El candidato derechista Abelardo de la Espriella se impuso este domingo en la primera vuelta de las elecciones presidenciales de Colombia, consolidándose como la principal alternativa de cambio frente al oficialismo comunista.
Con el 90% de las mesas escrutadas, el postulante del espacio Defensores de la Patria alcanzó el 43,77% de los votos, superando al candidato de extrema izquierda del Pacto Histórico, Iván Cepeda, quien obtuvo el 41,08%.
Los resultados, difundidos por la Registraduría Nacional, confirman un escenario de alta polarización política y dejan abierta la definición presidencial para el balotaje del próximo 21 de junio. La jornada registró una participación del 51%, en una elección clave para el futuro del país.
El derechista Abelardo.
El dato político más relevante fue el claro liderazgo de De la Espriella, quien logró imponerse como el candidato más votado, capitalizando el descontento con la gestión actual de Gustavo Petro y posicionándose como el principal referente de un cambio de rumbo en Colombia.

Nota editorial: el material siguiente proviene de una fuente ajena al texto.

//! linesplice: unwrap a marker-delimited block of lines and relocate what follows it.
//!
//! A document is read as an ordered sequence of lines. A [`RangeSpec`] names the opening and
//! closing marker lines to drop, and optionally a block after them to move so that it sits
//! right after an anchor line. Everything else passes through untouched.
#![allow(clippy::multiple_crate_versions)]

pub mod config;
pub mod document;
pub mod error;
pub mod line_filter;
pub mod range_spec;
pub mod report;

pub use document::Document;
pub use error::{Boundary, SpliceError};
pub use line_filter::{transform, Transform};
pub use range_spec::{Anchor, RangeSpec, Relocation};
pub use report::Summary;

/// Read `path`, apply `spec` and report the result, optionally persisting it.
///
/// Nothing is written unless `write` is set, and never when the spec fails to resolve.
///
/// # Errors
///
/// Returns the first read, validation or write failure.
pub fn splice_file(
    path: &std::path::Path,
    spec: &RangeSpec,
    write: bool,
    backup_suffix: Option<&str>,
) -> Result<(Document, Summary), SpliceError> {
    let source = Document::read(path)?;
    let result = transform(&source.lines, spec)?;
    let summary = Summary::new(path, &result, write);
    let output = source.spliced(result.lines, &result.origin);
    if write {
        output.write(path, backup_suffix)?;
    }
    Ok((output, summary))
}
//! Reading a source file into lines and writing a transformed one back.
//!
//! The whole file is read eagerly. Each line's terminator is kept next to its text, so lines the
//! splice leaves alone are written back byte for byte.

use crate::error::SpliceError;
use std::fs;
use std::io::{self, Write};
use std::path::{Path, PathBuf};
use tempfile::NamedTempFile;

#[derive(Clone, Copy, Debug, PartialEq, Eq)]
/// Terminator style used between lines.
pub enum LineEnding {
    /// Unix `\n`.
    Lf,
    /// Windows `\r\n`.
    CrLf,
}

impl LineEnding {
    #[must_use]
    /// The terminator text.
    pub fn as_str(self) -> &'static str {
        match self {
            Self::Lf => "\n",
            Self::CrLf => "\r\n",
        }
    }
}

#[derive(Clone, Debug, PartialEq, Eq)]
/// A text document held as an ordered sequence of lines.
pub struct Document {
    /// Lines without their terminators.
    pub lines: Vec<String>,
    /// Each line's own terminator; `None` only for an unterminated final line.
    pub endings: Vec<Option<LineEnding>>,
}

impl Document {
    /// Read the file at `path` in full.
    ///
    /// # Errors
    ///
    /// Returns `SourceUnavailable` if the file cannot be read as UTF-8 text.
    pub fn read(path: &Path) -> Result<Self, SpliceError> {
        let text = fs::read_to_string(path).map_err(|source| SpliceError::SourceUnavailable {
            path: path.to_path_buf(),
            source,
        })?;
        let document = Self::from_text(&text);
        tracing::debug!(
            path = %path.display(),
            lines = document.lines.len(),
            ending = ?document.primary_ending(),
            "read document"
        );
        Ok(document)
    }

    #[must_use]
    /// Split `text` into lines, remembering the terminator of every line.
    pub fn from_text(text: &str) -> Self {
        let (lines, endings) = text
            .split_inclusive('\n')
            .map(|chunk| {
                if let Some(line) = chunk.strip_suffix("\r\n") {
                    (line.to_string(), Some(LineEnding::CrLf))
                } else if let Some(line) = chunk.strip_suffix('\n') {
                    (line.to_string(), Some(LineEnding::Lf))
                } else {
                    (chunk.to_string(), None)
                }
            })
            .unzip();
        Self { lines, endings }
    }

    #[must_use]
    /// The first terminator in the document, used for lines that gain one.
    pub fn primary_ending(&self) -> LineEnding {
        self.endings
            .iter()
            .flatten()
            .next()
            .copied()
            .unwrap_or(LineEnding::Lf)
    }

    #[must_use]
    /// Build the transformed document from `lines`, where `origin[i]` is the index of the source
    /// line that output line `i` came from.
    ///
    /// Every line keeps its own terminator. A line that had none (the unterminated end of the
    /// source) gets the primary ending when it no longer ends the document.
    pub fn spliced(&self, lines: Vec<String>, origin: &[usize]) -> Self {
        let fill = self.primary_ending();
        let last = origin.len().saturating_sub(1);
        let endings = origin
            .iter()
            .enumerate()
            .map(|(position, &index)| {
                let ending = self.endings.get(index).copied().flatten();
                if position < last {
                    Some(ending.unwrap_or(fill))
                } else {
                    ending
                }
            })
            .collect();
        Self { lines, endings }
    }

    #[must_use]
    /// Join the lines back into text.
    pub fn render(&self) -> String {
        let mut text = String::new();
        for (line, ending) in self.lines.iter().zip(&self.endings) {
            text.push_str(line);
            text.push_str(ending.map_or("", LineEnding::as_str));
        }
        text
    }

    /// Persist the document to `path`, replacing it atomically.
    ///
    /// With a `backup_suffix`, the current file is first copied to `<path><suffix>`.
    ///
    /// # Errors
    ///
    /// Returns `WriteFailed` naming the backup or destination path that could not be written.
    pub fn write(&self, path: &Path, backup_suffix: Option<&str>) -> Result<(), SpliceError> {
        if let Some(suffix) = backup_suffix {
            let backup = backup_path(path, suffix);
            fs::copy(path, &backup).map_err(|source| SpliceError::WriteFailed {
                path: backup.clone(),
                source,
            })?;
            tracing::info!(backup = %backup.display(), "backed up original");
        }

        let failed = |source: io::Error| SpliceError::WriteFailed {
            path: path.to_path_buf(),
            source,
        };
        let dir = match path.parent() {
            Some(parent) if !parent.as_os_str().is_empty() => parent,
            _ => Path::new("."),
        };
        let mut file = NamedTempFile::new_in(dir).map_err(failed)?;
        if let Ok(metadata) = fs::metadata(path) {
            file.as_file()
                .set_permissions(metadata.permissions())
                .map_err(failed)?;
        }
        file.write_all(self.render().as_bytes()).map_err(failed)?;
        file.persist(path).map_err(|e| failed(e.error))?;

        tracing::info!(path = %path.display(), lines = self.lines.len(), "wrote document");
        Ok(())
    }
}

#[must_use]
/// Path of the backup copy written alongside `path`.
pub fn backup_path(path: &Path, suffix: &str) -> PathBuf {
    let mut name = path.as_os_str().to_owned();
    name.push(suffix);
    PathBuf::from(name)
}

#[cfg(test)]
#[path = "tests/document.rs"]
mod tests;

En contraste, Cepeda, representante de la continuidad del modelo de izquierda impulsado por el gobierno saliente, quedó relegado al segundo lugar pese al masivo aparato oficialista.
El modelo de Abelardo
La campaña de De la Espriella estuvo centrada en una agenda clara y contundente, con eje en la recuperación del orden, el crecimiento económico y la lucha contra el narcotráfico.
Cepeda y Petro.
Entre sus principales propuestas se destacan un plan de seguridad de “mano dura” contra el crimen organizado, corrupción, la construcción de megacárceles y el fortalecimiento de las fuerzas de seguridad para combatir las estructuras ilegales .
En el plano económico, el candidato propone un ambicioso programa de crecimiento sostenido, con reducción de impuestos para atraer inversiones, impulso al sector privado y modernización del Estado. También plantea recortar el tamaño del aparato estatal y eliminar estructuras burocráticas ineficientes para liberar recursos.
El comunismo de Cepeda
Del otro lado, el comunista Cepeda propone profundizar un fracasado modelo basado en mayor intervención estatal, suba de impuestos y negociaciones con grupos criminales, lo que representa la continuidad de políticas que no lograron resolver los problemas estructurales del país.
Con dos modelos de país en pugna, uno orientado al orden, la inversión y el crecimiento, y otro centrado en el comunismo, Colombia se encamina a una definición electoral que no solo marcará su futuro político, sino también su posicionamiento en la región.